» **Action item**
Copy all lines in the data that contain the string "crate".

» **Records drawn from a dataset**
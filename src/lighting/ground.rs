//! Face directly below a point.

use glam::Vec3;

use crate::core::config::OctreeConfig;
use crate::math::triangle::{average_height, contains_xz};
use crate::mesh::{FaceKey, MeshData};
use crate::spatial::{FaceIndex, Octree};

/// Index every face of `mesh` by its bounding box.
pub fn build_face_index(mesh: &MeshData, config: &OctreeConfig) -> FaceIndex {
    let faces: Vec<(FaceKey, _)> = mesh.faces().map(|(key, face)| (key, face.bounds())).collect();
    log::debug!("Indexing {} world faces", faces.len());
    Octree::build(faces, config)
}

/// Face whose X/Z footprint contains `point`, searching at most
/// `max_distance` downward.
///
/// Among containing faces the one whose average height is closest to the
/// point wins, which may be slightly above it for sloped faces. Ties go to
/// the smaller key.
pub fn ground_face_at(point: Vec3, mesh: &MeshData, index: &FaceIndex, max_distance: f32) -> Option<FaceKey> {
    let bottom = point - Vec3::Y * max_distance;

    let mut best: Option<(f32, FaceKey)> = None;
    for key in index.segment_search(point, bottom) {
        let Some(face) = mesh.face(key) else {
            continue;
        };
        let [a, b, c] = face.positions;
        if !contains_xz(point, a, b, c) {
            continue;
        }
        let diff = (average_height(a, b, c) - point.y).abs();
        let closer = match best {
            None => true,
            Some((best_diff, best_key)) => diff < best_diff || (diff == best_diff && key < best_key),
        };
        if closer {
            best = Some((diff, key));
        }
    }
    best.map(|(_, key)| key)
}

» **The answer**
use crate::core::config::OctreeConfig;
use crate::math::triangle::{average_height, contains_xz};
use crate::mesh::{FaceKey, MeshData};
use crate::spatial::{FaceIndex, Octree};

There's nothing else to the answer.